### TASK
Search the listing below for the word "Clone" and copy each line that holds it.

### EXERCISE MATERIALS
______________________________

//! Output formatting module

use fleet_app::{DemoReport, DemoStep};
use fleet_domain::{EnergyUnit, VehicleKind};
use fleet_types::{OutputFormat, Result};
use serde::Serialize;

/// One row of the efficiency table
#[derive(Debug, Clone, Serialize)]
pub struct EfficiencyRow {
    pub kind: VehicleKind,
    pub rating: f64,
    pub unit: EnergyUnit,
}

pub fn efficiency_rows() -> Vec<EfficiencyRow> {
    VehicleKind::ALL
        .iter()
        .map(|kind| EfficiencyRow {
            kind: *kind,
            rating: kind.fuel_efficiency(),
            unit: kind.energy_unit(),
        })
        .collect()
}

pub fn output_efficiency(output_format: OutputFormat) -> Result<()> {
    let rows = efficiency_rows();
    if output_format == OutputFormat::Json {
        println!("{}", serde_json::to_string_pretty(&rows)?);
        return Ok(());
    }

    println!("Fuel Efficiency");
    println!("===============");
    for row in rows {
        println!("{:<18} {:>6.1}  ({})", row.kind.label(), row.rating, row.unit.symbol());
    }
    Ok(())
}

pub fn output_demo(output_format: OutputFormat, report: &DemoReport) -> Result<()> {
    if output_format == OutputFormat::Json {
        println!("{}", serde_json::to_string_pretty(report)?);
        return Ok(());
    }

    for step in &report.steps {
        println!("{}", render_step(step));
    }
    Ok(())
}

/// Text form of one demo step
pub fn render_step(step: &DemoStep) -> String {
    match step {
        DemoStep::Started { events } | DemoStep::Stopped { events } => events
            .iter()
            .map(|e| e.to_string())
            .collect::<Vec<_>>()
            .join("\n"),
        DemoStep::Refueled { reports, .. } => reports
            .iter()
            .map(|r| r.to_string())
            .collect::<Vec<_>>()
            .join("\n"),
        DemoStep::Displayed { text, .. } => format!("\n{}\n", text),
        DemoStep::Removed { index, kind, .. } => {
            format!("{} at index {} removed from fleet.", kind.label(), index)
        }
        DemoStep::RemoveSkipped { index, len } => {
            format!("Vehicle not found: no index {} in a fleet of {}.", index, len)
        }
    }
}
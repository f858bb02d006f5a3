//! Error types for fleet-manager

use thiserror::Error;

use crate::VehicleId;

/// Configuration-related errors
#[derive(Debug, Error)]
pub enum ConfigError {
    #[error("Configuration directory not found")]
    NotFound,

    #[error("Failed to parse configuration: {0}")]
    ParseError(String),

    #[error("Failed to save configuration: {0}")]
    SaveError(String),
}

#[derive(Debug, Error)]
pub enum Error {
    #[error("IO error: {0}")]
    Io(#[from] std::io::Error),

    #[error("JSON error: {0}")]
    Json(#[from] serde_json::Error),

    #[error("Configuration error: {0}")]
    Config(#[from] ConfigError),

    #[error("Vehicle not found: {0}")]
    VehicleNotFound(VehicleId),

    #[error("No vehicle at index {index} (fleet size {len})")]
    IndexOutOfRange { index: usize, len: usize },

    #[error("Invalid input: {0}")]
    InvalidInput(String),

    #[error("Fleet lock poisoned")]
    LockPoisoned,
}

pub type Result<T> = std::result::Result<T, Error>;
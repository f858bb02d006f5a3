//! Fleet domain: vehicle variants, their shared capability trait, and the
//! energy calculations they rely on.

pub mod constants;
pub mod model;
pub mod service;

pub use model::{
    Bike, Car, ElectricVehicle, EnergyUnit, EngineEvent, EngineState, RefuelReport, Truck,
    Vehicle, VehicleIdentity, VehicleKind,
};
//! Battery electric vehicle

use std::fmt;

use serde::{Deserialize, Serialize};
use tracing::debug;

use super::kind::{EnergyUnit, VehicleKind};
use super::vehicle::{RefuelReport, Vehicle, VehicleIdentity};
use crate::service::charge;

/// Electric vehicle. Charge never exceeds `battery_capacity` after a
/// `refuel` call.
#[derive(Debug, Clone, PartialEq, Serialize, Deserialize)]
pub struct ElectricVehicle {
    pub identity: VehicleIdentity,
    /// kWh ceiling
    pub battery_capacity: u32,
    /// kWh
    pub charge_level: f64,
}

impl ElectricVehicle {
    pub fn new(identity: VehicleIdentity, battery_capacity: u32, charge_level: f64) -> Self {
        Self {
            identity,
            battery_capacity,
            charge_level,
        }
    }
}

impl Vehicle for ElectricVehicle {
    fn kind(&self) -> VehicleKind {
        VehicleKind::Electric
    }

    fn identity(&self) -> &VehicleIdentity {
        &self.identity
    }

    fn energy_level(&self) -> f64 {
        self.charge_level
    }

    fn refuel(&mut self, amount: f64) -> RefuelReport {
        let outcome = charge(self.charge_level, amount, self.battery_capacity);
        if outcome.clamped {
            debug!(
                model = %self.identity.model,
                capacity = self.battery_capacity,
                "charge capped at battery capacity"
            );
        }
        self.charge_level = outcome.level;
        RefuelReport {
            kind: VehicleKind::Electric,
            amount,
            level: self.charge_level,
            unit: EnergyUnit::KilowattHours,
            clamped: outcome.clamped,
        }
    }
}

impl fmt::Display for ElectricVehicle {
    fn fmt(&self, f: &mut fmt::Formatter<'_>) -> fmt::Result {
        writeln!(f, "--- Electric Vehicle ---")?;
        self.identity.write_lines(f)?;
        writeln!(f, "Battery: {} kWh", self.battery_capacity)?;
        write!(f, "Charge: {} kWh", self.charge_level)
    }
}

______________________________

### EXERCISE RESPONSE
#[derive(Debug, Clone, Serialize)]
#[derive(Debug, Clone, PartialEq, Serialize, Deserialize)]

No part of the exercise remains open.